This should produce similar results (depending on the version of ESM-1b weights):


The embedding sizes for train and test: torch.Size([241025, 128]) torch.Size([392, 128])

Calculating eval distance map, between 392 test ids and 5242 train EC cluster centers

############ EC calling results using random chosen 20k samples ############

---------------------------------------------------------------------------

>>> total samples: 392 | total ec: 177

>>> precision: 0.558 | recall: 0.477 | F1: 0.482 | AUC: 0.737

---------------------------------------------------------------------------

2.2.2 Inference with max-separation

For inferencing using max-separation, there are no hyperparameters to tune: it's a greedy approach that prioritizes EC numbers that have the maximum separation to other EC numbers in terms of the pairwise distance to the query sequence. max-separation gives a deterministic prediction and usually outperforms p-value in turns of precision and recall. Because this algorithm does not need to sample from the training set, it is much faster than p-value. The following commands show how to get EC predicition results from max-separation:

python

>>> from CLEAN.infer import infer_maxsep

>>> train_data = "split100"

>>> test_data = "new"

>>> infer_maxsep(train_data, test_data, report_metrics=True, pretrained=True)

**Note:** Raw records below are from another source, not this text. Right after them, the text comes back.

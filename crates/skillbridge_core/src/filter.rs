//! Discovery filtering.
//!
//! Tasks the volunteer already applied to are always excluded first. The
//! remaining filters are ANDed; an absent or empty filter value matches
//! everything.

use std::collections::{BTreeSet, HashSet};

use serde::{Deserialize, Serialize};

use crate::model::{Task, TaskId};

#[derive(Debug, Clone, Default, PartialEq, Eq, Serialize, Deserialize)]
pub struct TaskFilter {
    /// Case-sensitive substring of the title.
    pub title: Option<String>,
    /// Exact location.
    pub location: Option<String>,
    /// Exact skill name among `required_skills`.
    pub skill: Option<String>,
}

impl TaskFilter {
    pub fn new() -> Self {
        Self::default()
    }

    pub fn title(mut self, title: impl Into<String>) -> Self {
        self.title = Some(title.into());
        self
    }

    pub fn location(mut self, location: impl Into<String>) -> Self {
        self.location = Some(location.into());
        self
    }

    pub fn skill(mut self, skill: impl Into<String>) -> Self {
        self.skill = Some(skill.into());
        self
    }

    pub fn is_empty(&self) -> bool {
        present(&self.title).is_none()
            && present(&self.location).is_none()
            && present(&self.skill).is_none()
    }

    pub fn matches(&self, task: &Task) -> bool {
        if let Some(title) = present(&self.title) {
            if !task.title.contains(title) {
                return false;
            }
        }
        if let Some(location) = present(&self.location) {
            if task.location != location {
                return false;
            }
        }
        if let Some(skill) = present(&self.skill) {
            if !task.requires_skill(skill) {
                return false;
            }
        }
        true
    }
}

fn present(value: &Option<String>) -> Option<&str> {
    value.as_deref().filter(|v| !v.is_empty())
}

/// Visible discovery list: not-yet-applied tasks passing every filter, in
/// input order.
pub fn apply(tasks: &[Task], applied: &HashSet<TaskId>, filter: &TaskFilter) -> Vec<Task> {
    tasks
        .iter()
        .filter(|task| !applied.contains(&task.id))
        .filter(|task| filter.matches(task))
        .cloned()
        .collect()
}

/// Sorted, deduplicated non-empty locations, for filter choices.
pub fn distinct_locations(tasks: &[Task]) -> Vec<String> {
    tasks
        .iter()
        .map(|t| t.location.as_str())
        .filter(|l| !l.is_empty())
        .collect::<BTreeSet<_>>()
        .into_iter()
        .map(str::to_string)
        .collect()
}

/// Sorted, deduplicated skill names across all tasks.
pub fn distinct_skills(tasks: &[Task]) -> Vec<String> {
    tasks
        .iter()
        .flat_map(|t| t.required_skills.iter().map(|s| s.skill.as_str()))
        .filter(|s| !s.is_empty())
        .collect::<BTreeSet<_>>()
        .into_iter()
        .map(str::to_string)
        .collect()
}
//! SkillBridge core: canonical task/match model, payload normalization,
//! discovery filtering and score tiering.
//!
//! Everything here is pure: no I/O, no runtime. The HTTP side lives in
//! `skillbridge-client`, which decodes server payloads through
//! [`normalize`] so the rest of the system only sees one task shape.

pub mod error;
pub mod filter;
pub mod model;
pub mod normalize;
pub mod session;
pub mod tier;

pub use error::{CoreError, Result};
pub use filter::TaskFilter;
pub use model::{
    AppliedTaskRecord, ApplicationId, ApplicationStatus, Match, NewApplication, NewTask,
    SkillRequirement, Task, TaskApplication, TaskId, TaskStatus, TaskUpdate, UserId,
};
pub use normalize::{Listing, NormalizeReport, RawMatch, RawSkills, RawTask, Rejected};
pub use session::{SessionContext, SessionUser, UserRole};
pub use tier::ScoreTier;
//! SkillBridge REST client.
//!
//! Thin typed wrapper over `reqwest`: every endpoint decodes through
//! `skillbridge_core::normalize`, so callers only see canonical types.
//! No retries; a transport failure or non-2xx response is returned as-is.

use std::time::Instant;

use async_trait::async_trait;
use reqwest::header::AUTHORIZATION;
use reqwest::{Method, RequestBuilder, Response, StatusCode};
use serde::de::DeserializeOwned;
use serde::{Deserialize, Serialize};
use serde_json::{json, Value};
use skillbridge_core::normalize::{self, Listing, NormalizeReport, RawTask};
use skillbridge_core::{
    AppliedTaskRecord, ApplicationId, ApplicationStatus, Match, NewApplication, NewTask,
    SessionContext, Task, TaskApplication, TaskId, TaskUpdate, UserId,
};
use skillbridge_observability::{http_request_span, record_duration};
use tracing::{debug, error, info, Instrument};

use crate::api::TaskApi;
use crate::config::SkillBridgeConfig;
use crate::error::{ClientError, Result};
use crate::types::DiscoverySnapshot;

/// Single-object body, bare or wrapped in `{"data": ...}`.
#[derive(Deserialize)]
#[serde(untagged)]
enum Envelope<T> {
    Bare(T),
    Wrapped { data: T },
}

impl<T> Envelope<T> {
    fn into_inner(self) -> T {
        match self {
            Envelope::Bare(v) | Envelope::Wrapped { data: v } => v,
        }
    }
}

/// Client for the task/matching service.
///
/// Holds the injected session; the bearer token is attached to every call.
#[derive(Clone)]
pub struct SkillBridgeClient {
    http: reqwest::Client,
    config: SkillBridgeConfig,
    session: SessionContext,
}

impl SkillBridgeClient {
    pub fn new(config: SkillBridgeConfig, session: SessionContext) -> Result<Self> {
        let mut builder = reqwest::Client::builder();
        if let Some(timeout) = config.timeout {
            builder = builder.timeout(timeout);
        }
        let http = builder.build()?;
        Ok(Self {
            http,
            config,
            session,
        })
    }

    // ── Discovery ──────────────────────────────────────────────────

    /// `GET /volunteers/{id}/matched-tasks`
    pub async fn matched_tasks(&self, volunteer_id: UserId) -> Result<NormalizeReport<Match>> {
        let path = format!("/volunteers/{}/matched-tasks", volunteer_id);
        let listing: Listing<Value> = self.get(&path).await?;
        Ok(normalize::normalize_matches(listing.into_items()))
    }

    /// `GET /volunteers/{id}/applied-tasks`
    pub async fn applied_tasks(&self, volunteer_id: UserId) -> Result<Vec<AppliedTaskRecord>> {
        let path = format!("/volunteers/{}/applied-tasks", volunteer_id);
        let listing: Listing<AppliedTaskRecord> = self.get(&path).await?;
        Ok(listing.into_items())
    }

    /// `GET /tasks`
    pub async fn tasks(&self) -> Result<NormalizeReport<Task>> {
        let listing: Listing<Value> = self.get("/tasks").await?;
        Ok(normalize::normalize_tasks(listing.into_items()))
    }

    /// Fan out the three discovery requests concurrently and wait for all.
    ///
    /// The first failure fails the whole fetch; no partial snapshot.
    pub async fn fetch_discovery(&self, volunteer_id: UserId) -> Result<DiscoverySnapshot> {
        let span = tracing::info_span!(
            "discovery.fetch",
            volunteer.id = volunteer_id,
            duration_ms = tracing::field::Empty,
        );
        async {
            let start = Instant::now();
            let fetched = tokio::try_join!(
                self.matched_tasks(volunteer_id),
                self.applied_tasks(volunteer_id),
                self.tasks(),
            );
            let (matches, applied, catalog) = match fetched {
                Ok(parts) => parts,
                Err(e) => {
                    error!(error = %e, "Discovery fetch failed");
                    return Err(e);
                }
            };

            record_duration("duration_ms", start.elapsed());

            let mut rejected = catalog.rejected;
            rejected.extend(matches.rejected);

            let snapshot = DiscoverySnapshot {
                matches: matches.items,
                applied: applied.into_iter().map(|r| r.task_id).collect(),
                tasks: catalog.items,
                rejected,
            };
            info!(
                matches = snapshot.matches.len(),
                applied = snapshot.applied.len(),
                tasks = snapshot.tasks.len(),
                rejected = snapshot.rejected.len(),
                "Discovery fetch complete"
            );
            Ok(snapshot)
        }
        .instrument(span)
        .await
    }

    // ── Applications ───────────────────────────────────────────────

    /// `POST /task-applications`
    pub async fn apply_to_task(
        &self,
        application: NewApplication,
    ) -> Result<Option<TaskApplication>> {
        let body = self
            .send_json(Method::POST, "/task-applications", &application)
            .await?;
        Ok(decode_lenient::<TaskApplication>(&body))
    }

    /// `POST /task-applications/{id}/update-status`
    pub async fn update_application_status(
        &self,
        application_id: ApplicationId,
        status: ApplicationStatus,
    ) -> Result<()> {
        let path = format!("/task-applications/{}/update-status", application_id);
        self.send_json(Method::POST, &path, &json!({ "status": status }))
            .await?;
        Ok(())
    }

    /// `GET /tasks/{id}/applications`
    pub async fn task_applications(&self, task_id: TaskId) -> Result<Vec<TaskApplication>> {
        let path = format!("/tasks/{}/applications", task_id);
        let listing: Listing<TaskApplication> = self.get(&path).await?;
        Ok(listing.into_items())
    }

    // ── Task administration ────────────────────────────────────────

    /// `GET /tasks/{id}`
    pub async fn task(&self, task_id: TaskId) -> Result<Task> {
        let path = format!("/tasks/{}", task_id);
        let raw: Envelope<RawTask> = self.get(&path).await?;
        Ok(normalize::normalize_task(raw.into_inner())?)
    }

    /// `POST /tasks`
    pub async fn create_task(&self, task: &NewTask) -> Result<Task> {
        let body = self.send_json(Method::POST, "/tasks", task).await?;
        let raw: Envelope<RawTask> = serde_json::from_str(&body)?;
        Ok(normalize::normalize_task(raw.into_inner())?)
    }

    /// `PUT /tasks/{id}`
    pub async fn update_task(&self, task_id: TaskId, update: &TaskUpdate) -> Result<Task> {
        if update.is_empty() {
            return Err(ClientError::Config("task update has no fields set".into()));
        }
        let path = format!("/tasks/{}", task_id);
        let body = self.send_json(Method::PUT, &path, update).await?;
        let raw: Envelope<RawTask> = serde_json::from_str(&body)?;
        Ok(normalize::normalize_task(raw.into_inner())?)
    }

    // ── Plumbing ───────────────────────────────────────────────────

    async fn get<T: DeserializeOwned>(&self, path: &str) -> Result<T> {
        let request = self.http.get(self.config.endpoint(path));
        let body = self.execute("GET", path, request).await?;
        Ok(serde_json::from_str(&body)?)
    }

    async fn send_json<B: Serialize + ?Sized>(
        &self,
        method: Method,
        path: &str,
        body: &B,
    ) -> Result<String> {
        let label = method.as_str().to_string();
        let request = self
            .http
            .request(method, self.config.endpoint(path))
            .json(body);
        self.execute(&label, path, request).await
    }

    /// Send with auth, map non-2xx to `ClientError::Api`, return the body text.
    async fn execute(&self, method: &str, path: &str, request: RequestBuilder) -> Result<String> {
        let span = http_request_span!(method, path);
        async {
            let response = request
                .header(AUTHORIZATION, self.session.bearer())
                .send()
                .await?;
            let status = response.status();
            tracing::Span::current().record("http.status_code", status.as_u16());
            read_body(status, response).await
        }
        .instrument(span)
        .await
    }
}

async fn read_body(status: StatusCode, response: Response) -> Result<String> {
    let body = response.text().await?;
    if status.is_success() {
        debug!(bytes = body.len(), "Response received");
        return Ok(body);
    }
    let message = error_message(status, &body);
    debug!(status = status.as_u16(), message = %message, "API returned error");
    Err(ClientError::Api {
        status: status.as_u16(),
        message,
    })
}

/// Pull a human-readable message out of an error body.
fn error_message(status: StatusCode, body: &str) -> String {
    if let Ok(value) = serde_json::from_str::<Value>(body) {
        for key in ["message", "detail", "error"] {
            if let Some(text) = value.get(key).and_then(Value::as_str) {
                return text.to_string();
            }
        }
    }
    let trimmed = body.trim();
    if trimmed.is_empty() {
        status
            .canonical_reason()
            .unwrap_or("request failed")
            .to_string()
    } else {
        trimmed.to_string()
    }
}

fn decode_lenient<T: DeserializeOwned>(body: &str) -> Option<T> {
    serde_json::from_str::<Envelope<T>>(body)
        .ok()
        .map(Envelope::into_inner)
}

#[async_trait]
impl TaskApi for SkillBridgeClient {
    async fn fetch_discovery(&self, volunteer_id: UserId) -> Result<DiscoverySnapshot> {
        SkillBridgeClient::fetch_discovery(self, volunteer_id).await
    }

    async fn apply_to_task(&self, application: NewApplication) -> Result<Option<TaskApplication>> {
        SkillBridgeClient::apply_to_task(self, application).await
    }

    async fn update_application_status(
        &self,
        application_id: ApplicationId,
        status: ApplicationStatus,
    ) -> Result<()> {
        SkillBridgeClient::update_application_status(self, application_id, status).await
    }
}

#[cfg(test)]
mod tests {
    use super::*;

    #[test]
    fn test_error_message_prefers_message_field() {
        let msg = error_message(
            StatusCode::UNPROCESSABLE_ENTITY,
            r#"{"message":"Already applied","detail":"dup"}"#,
        );
        assert_eq!(msg, "Already applied");
    }

    #[test]
    fn test_error_message_falls_back_to_detail_then_body() {
        assert_eq!(
            error_message(StatusCode::NOT_FOUND, r#"{"detail":"Task not found"}"#),
            "Task not found"
        );
        assert_eq!(
            error_message(StatusCode::BAD_GATEWAY, "upstream down"),
            "upstream down"
        );
        assert_eq!(
            error_message(StatusCode::SERVICE_UNAVAILABLE, ""),
            "Service Unavailable"
        );
    }

    #[test]
    fn test_decode_lenient_accepts_wrapped_and_garbage() {
        let wrapped = r#"{"data":{"id":9,"task_id":3,"volunteer_id":7,"status":"applied"}}"#;
        let app: Option<TaskApplication> = decode_lenient(wrapped);
        assert_eq!(app.map(|a| a.id), Some(9));
        assert!(decode_lenient::<TaskApplication>(r#"{"ok":true}"#).is_none());
    }
}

This should produce similar results (depending on the version of ESM-1b weights):


The embedding sizes for train and test: torch.Size([241025, 128]) torch.Size([392, 128])

Calculating eval distance map, between 392 test ids and 5242 train EC cluster centers

############ EC calling results using maximum separation ############

---------------------------------------------------------------------------

>>> total samples: 392 | total ec: 177

>>> precision: 0.596 | recall: 0.479 | F1: 0.497 | AUC: 0.739

---------------------------------------------------------------------------

2.2.3 Interpreting prediction result csv file

The prediction results are store in the folder results/ with file name = test_data + infer_algo (for example, new_maxsep.csv). An example output would be:


Q9RYA6,EC:5.1.1.20/7.4553

O24527,EC:2.7.11.1/5.8561

Q5TZ07,EC:3.6.1.43/8.0610,EC:3.1.3.4/8.0627,EC:3.1.3.27/8.0728

Where the first column (Q9RYA6) is the id of the enzyme, second column (EC:5.1.1.20/7.4553) is the predicted EC number and pairwise distance between cluster center of 5.1.1.20 and Q9RYA6. Note in the case of enzyme Q5TZ07, three enzyme functions are predicted.

2.3 Inference with newly trained model

In addition to inferencing with pretrained weights for 70% and 100% splits, we also support inferencing with user-trained models. For example, if a model is trained and saved as data/model/split10_triplet.pth, inferencing with max-separation:

from CLEAN.infer import *

infer_maxsep("split10", "new", report_metrics=True,

pretrained=False, model_name="split10_triplet")

2.4 Inference on a single FASTA file

In addition to inferencing a csv file with Entry, EC number and Sequence, we also allow inferencing on just a single FASTA file. For example, there is a simple FASTA file data/query.fasta:


>WP_063462990

LIDCNIDMTQLFAPSSSSTDATGAPQGLAKFPSLQGRAVFVTGGGSGIGAAIVAAFAE

QGARVAFVDVAREASEALAQHIADAGLPRPWWRVCDVRDVQALQACMADAAAELGSDF

AVLVNNVASDDRHTLESVTPEYYDERMAINERPAFFAIQAVVPGMRRLGAGSVINLGS

TGWQGKGTGYPCYAIAKSSVNGLTRGLAKTLGQDRIRINTVSPGWVMTERQIKLWLDA

EGEKELARNQCLPDKLRPHDIARMVLFLASDDAAMCTAQEFKVDAGWV

>WP_012434361

MSSPANANVRLADSAFARYPSLVDRTVLITGGATGIGASFVEHFAAQGARVAFFDIDA

SAGEALADELGDSKHKPLFLSCDLTDIDALQKAIADVKAALGPIQVLVNNAANDKRHT

IGEVTRESFDAGIAVNIRHQFFAAQAVMEDMKAANSGSIINLGSISWMLKNGGYPVYV

MSKSAVQGLTRGLARDLGHFNIRVNTLVPGWVMTEKQKRLWLDDAGRRSIKEGQCIDA

ELEPADLARMALFLAADDSRMITAQDIVVDGGWA

Inference through the following command in terminal:


python CLEAN_infer_fasta.py --fasta_data query

And the max-separation prediction will be stored in results/query_maxsep.csv.

3. Training

We provide the scripts for CLEAN models with both triplet margin and Supcon-Hard losses. Supcon-Hard Loss samples multiple positives and negatives and performs better than Triplet Margin Loss small training datasets, however it takes longer time to train.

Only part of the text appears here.